## EXERCISE BRIEF
List all lines in the material below that contain "Mutex".

START INFORMATION SUPPLIED

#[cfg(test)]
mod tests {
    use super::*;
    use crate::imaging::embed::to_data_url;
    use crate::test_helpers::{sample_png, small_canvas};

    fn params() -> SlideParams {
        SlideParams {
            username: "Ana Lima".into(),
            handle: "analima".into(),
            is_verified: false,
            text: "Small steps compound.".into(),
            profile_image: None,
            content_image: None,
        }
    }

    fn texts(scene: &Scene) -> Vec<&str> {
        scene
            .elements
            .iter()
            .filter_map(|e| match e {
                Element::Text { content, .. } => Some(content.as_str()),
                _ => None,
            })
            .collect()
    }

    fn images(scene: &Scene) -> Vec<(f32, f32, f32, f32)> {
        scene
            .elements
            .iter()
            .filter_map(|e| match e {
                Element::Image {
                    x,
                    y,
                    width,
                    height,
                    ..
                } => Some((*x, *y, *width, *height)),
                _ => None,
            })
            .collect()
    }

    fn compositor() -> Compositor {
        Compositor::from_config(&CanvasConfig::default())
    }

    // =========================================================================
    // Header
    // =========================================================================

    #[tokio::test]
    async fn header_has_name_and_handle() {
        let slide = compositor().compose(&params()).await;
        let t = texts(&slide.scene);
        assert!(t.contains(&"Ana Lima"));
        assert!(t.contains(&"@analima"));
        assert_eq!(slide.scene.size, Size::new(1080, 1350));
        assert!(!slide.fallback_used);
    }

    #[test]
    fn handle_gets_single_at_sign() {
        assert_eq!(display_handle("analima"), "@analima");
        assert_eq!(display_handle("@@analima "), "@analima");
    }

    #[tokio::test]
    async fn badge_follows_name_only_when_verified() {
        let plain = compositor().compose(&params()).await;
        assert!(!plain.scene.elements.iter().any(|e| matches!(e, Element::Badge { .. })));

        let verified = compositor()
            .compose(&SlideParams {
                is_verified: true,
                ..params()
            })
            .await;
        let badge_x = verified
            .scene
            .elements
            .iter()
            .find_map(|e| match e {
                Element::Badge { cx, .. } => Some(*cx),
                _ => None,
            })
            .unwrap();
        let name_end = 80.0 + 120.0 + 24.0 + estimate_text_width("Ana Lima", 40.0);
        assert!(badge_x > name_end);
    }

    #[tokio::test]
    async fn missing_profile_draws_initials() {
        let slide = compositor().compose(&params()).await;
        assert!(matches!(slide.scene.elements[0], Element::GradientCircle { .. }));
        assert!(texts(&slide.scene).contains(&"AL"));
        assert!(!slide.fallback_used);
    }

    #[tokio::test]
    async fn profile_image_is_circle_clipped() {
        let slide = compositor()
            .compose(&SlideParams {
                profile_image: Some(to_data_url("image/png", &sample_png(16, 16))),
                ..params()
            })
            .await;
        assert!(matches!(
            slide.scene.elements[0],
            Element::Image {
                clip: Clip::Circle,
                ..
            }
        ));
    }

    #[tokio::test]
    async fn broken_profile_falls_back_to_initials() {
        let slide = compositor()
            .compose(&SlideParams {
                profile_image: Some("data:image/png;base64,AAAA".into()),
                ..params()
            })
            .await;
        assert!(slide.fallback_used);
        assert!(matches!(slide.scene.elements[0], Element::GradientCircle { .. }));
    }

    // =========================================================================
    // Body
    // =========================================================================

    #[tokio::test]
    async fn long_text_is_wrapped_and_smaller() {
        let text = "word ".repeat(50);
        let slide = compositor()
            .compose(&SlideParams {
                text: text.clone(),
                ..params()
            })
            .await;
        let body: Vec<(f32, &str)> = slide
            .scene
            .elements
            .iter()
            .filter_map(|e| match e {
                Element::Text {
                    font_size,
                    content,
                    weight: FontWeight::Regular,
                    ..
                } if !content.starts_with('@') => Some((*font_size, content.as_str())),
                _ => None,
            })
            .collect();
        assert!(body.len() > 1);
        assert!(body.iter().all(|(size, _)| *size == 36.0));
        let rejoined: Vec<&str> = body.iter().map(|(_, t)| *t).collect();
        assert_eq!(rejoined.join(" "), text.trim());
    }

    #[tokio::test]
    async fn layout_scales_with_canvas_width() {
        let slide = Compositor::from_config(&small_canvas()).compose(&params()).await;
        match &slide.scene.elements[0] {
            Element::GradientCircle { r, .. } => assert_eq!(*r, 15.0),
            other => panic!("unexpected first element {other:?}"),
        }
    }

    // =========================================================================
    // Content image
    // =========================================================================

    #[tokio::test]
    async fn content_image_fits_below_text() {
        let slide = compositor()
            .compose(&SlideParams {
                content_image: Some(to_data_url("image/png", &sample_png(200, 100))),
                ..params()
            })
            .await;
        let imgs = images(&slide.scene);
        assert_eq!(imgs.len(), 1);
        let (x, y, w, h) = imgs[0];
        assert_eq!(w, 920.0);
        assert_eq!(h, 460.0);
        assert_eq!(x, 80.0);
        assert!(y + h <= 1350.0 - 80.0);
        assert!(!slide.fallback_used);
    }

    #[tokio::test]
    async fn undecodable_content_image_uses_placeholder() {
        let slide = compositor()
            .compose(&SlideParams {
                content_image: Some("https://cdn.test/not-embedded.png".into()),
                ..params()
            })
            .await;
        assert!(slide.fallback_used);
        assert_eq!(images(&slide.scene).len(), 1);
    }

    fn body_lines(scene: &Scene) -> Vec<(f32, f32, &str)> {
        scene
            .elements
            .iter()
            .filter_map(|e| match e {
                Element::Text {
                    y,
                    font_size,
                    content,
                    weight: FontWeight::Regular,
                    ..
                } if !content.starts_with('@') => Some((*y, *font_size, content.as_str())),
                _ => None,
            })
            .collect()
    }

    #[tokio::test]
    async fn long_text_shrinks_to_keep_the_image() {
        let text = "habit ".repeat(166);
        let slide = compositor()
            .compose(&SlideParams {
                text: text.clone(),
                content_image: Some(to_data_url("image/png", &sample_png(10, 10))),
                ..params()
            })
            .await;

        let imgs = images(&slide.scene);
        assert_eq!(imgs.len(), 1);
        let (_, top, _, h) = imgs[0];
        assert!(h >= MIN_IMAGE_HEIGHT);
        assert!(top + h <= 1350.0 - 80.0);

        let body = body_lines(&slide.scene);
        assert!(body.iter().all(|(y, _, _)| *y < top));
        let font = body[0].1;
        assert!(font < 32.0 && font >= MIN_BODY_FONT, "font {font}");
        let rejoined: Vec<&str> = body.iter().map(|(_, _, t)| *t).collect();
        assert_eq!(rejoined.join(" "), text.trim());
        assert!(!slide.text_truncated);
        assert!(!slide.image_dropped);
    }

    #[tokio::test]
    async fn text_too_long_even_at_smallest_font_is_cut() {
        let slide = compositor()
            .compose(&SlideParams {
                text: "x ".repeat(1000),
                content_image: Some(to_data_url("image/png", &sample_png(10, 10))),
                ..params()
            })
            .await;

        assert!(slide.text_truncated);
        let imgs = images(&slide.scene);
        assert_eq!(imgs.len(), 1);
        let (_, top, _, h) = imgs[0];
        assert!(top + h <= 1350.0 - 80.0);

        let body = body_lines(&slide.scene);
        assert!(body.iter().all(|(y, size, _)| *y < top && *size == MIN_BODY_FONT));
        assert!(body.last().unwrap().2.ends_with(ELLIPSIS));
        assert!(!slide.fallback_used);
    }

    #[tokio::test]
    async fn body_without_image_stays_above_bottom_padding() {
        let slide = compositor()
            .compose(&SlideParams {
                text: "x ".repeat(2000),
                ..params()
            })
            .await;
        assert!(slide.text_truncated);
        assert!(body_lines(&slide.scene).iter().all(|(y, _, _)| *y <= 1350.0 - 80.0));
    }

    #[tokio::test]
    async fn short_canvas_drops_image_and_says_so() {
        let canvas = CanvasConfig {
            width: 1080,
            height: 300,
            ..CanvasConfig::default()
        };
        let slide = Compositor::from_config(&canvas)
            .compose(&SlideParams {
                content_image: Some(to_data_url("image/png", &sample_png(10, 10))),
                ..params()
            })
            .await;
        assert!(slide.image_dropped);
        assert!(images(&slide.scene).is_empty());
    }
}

END INFORMATION SUPPLIED
START INFORMATION SUPPLIED

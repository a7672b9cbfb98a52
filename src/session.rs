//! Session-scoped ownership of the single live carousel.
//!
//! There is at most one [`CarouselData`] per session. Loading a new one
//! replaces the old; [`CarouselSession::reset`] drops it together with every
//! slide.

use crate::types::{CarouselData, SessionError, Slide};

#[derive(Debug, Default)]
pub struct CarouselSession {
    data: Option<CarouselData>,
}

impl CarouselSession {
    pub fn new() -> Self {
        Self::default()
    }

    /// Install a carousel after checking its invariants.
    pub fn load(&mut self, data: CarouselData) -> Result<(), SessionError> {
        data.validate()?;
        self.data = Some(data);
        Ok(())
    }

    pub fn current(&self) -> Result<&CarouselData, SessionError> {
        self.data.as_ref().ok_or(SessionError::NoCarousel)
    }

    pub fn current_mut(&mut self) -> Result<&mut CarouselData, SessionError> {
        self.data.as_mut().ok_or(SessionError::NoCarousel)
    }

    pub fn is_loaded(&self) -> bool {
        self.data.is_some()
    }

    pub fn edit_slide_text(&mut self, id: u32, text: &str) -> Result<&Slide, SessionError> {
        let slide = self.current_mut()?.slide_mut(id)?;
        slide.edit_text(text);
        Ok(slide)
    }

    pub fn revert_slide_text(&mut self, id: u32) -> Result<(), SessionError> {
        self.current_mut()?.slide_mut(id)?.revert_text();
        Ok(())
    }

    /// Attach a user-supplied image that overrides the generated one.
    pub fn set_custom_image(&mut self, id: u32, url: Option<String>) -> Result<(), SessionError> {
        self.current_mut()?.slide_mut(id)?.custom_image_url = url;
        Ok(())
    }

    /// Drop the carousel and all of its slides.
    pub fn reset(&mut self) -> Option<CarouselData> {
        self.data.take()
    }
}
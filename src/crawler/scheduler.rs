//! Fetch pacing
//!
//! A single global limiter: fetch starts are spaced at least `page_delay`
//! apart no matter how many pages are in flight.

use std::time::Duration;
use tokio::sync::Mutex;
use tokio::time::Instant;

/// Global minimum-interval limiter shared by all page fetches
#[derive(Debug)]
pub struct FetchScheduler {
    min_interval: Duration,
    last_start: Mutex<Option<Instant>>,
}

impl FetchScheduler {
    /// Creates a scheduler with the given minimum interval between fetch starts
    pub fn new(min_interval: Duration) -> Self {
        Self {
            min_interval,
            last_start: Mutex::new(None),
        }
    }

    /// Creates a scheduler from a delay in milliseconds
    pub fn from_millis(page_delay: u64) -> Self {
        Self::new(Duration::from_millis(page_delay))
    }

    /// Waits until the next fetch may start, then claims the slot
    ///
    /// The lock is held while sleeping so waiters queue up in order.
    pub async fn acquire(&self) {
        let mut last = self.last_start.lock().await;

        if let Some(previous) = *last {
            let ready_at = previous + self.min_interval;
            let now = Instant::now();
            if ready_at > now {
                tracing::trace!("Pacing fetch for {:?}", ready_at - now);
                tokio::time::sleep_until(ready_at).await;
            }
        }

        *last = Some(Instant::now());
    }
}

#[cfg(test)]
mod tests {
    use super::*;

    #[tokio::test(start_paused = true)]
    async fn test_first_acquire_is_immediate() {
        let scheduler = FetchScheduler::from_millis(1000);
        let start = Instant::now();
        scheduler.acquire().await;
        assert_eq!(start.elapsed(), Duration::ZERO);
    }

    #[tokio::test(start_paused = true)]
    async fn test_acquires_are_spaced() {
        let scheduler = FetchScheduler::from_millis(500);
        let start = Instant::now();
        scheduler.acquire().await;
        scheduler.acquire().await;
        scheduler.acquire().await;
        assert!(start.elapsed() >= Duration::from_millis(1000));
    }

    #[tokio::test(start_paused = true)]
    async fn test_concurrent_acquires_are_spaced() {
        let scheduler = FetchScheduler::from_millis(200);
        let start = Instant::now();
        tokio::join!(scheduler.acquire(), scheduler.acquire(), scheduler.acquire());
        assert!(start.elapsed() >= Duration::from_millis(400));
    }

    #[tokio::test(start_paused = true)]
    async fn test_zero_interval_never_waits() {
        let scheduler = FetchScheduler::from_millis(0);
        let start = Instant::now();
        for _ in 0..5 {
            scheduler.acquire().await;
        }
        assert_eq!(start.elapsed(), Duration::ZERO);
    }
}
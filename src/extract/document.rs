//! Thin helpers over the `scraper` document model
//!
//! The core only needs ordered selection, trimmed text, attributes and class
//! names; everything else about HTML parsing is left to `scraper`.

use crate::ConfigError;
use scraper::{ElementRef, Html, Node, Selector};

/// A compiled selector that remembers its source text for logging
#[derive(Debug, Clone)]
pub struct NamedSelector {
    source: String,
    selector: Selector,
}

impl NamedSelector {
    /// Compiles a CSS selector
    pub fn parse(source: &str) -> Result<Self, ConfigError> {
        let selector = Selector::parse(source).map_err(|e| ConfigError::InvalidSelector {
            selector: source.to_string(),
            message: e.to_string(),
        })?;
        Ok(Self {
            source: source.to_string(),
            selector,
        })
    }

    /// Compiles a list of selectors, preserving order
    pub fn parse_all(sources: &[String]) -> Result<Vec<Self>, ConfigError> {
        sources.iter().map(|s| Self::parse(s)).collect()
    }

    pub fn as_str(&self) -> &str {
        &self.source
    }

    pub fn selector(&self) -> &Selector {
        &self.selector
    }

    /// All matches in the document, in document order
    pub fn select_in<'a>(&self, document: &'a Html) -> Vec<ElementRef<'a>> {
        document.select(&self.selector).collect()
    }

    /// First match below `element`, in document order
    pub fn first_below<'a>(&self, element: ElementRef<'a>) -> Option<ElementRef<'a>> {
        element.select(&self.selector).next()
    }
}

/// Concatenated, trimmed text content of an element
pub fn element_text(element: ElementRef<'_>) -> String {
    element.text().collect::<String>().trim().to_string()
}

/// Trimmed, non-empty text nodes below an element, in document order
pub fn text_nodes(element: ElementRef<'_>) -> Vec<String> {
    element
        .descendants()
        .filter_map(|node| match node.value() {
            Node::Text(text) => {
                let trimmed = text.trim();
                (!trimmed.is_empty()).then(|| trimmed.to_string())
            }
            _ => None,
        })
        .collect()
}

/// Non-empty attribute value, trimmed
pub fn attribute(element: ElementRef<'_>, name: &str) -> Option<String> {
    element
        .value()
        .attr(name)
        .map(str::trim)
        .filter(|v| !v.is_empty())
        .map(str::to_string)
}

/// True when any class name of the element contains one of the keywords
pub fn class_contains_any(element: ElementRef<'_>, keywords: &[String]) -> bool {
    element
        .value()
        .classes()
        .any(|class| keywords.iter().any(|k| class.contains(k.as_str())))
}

END INFORMATION SUPPLIED

## EXERCISE ANSWER
use tokio::sync::Mutex;
    last_start: Mutex<Option<Instant>>,
            last_start: Mutex::new(None),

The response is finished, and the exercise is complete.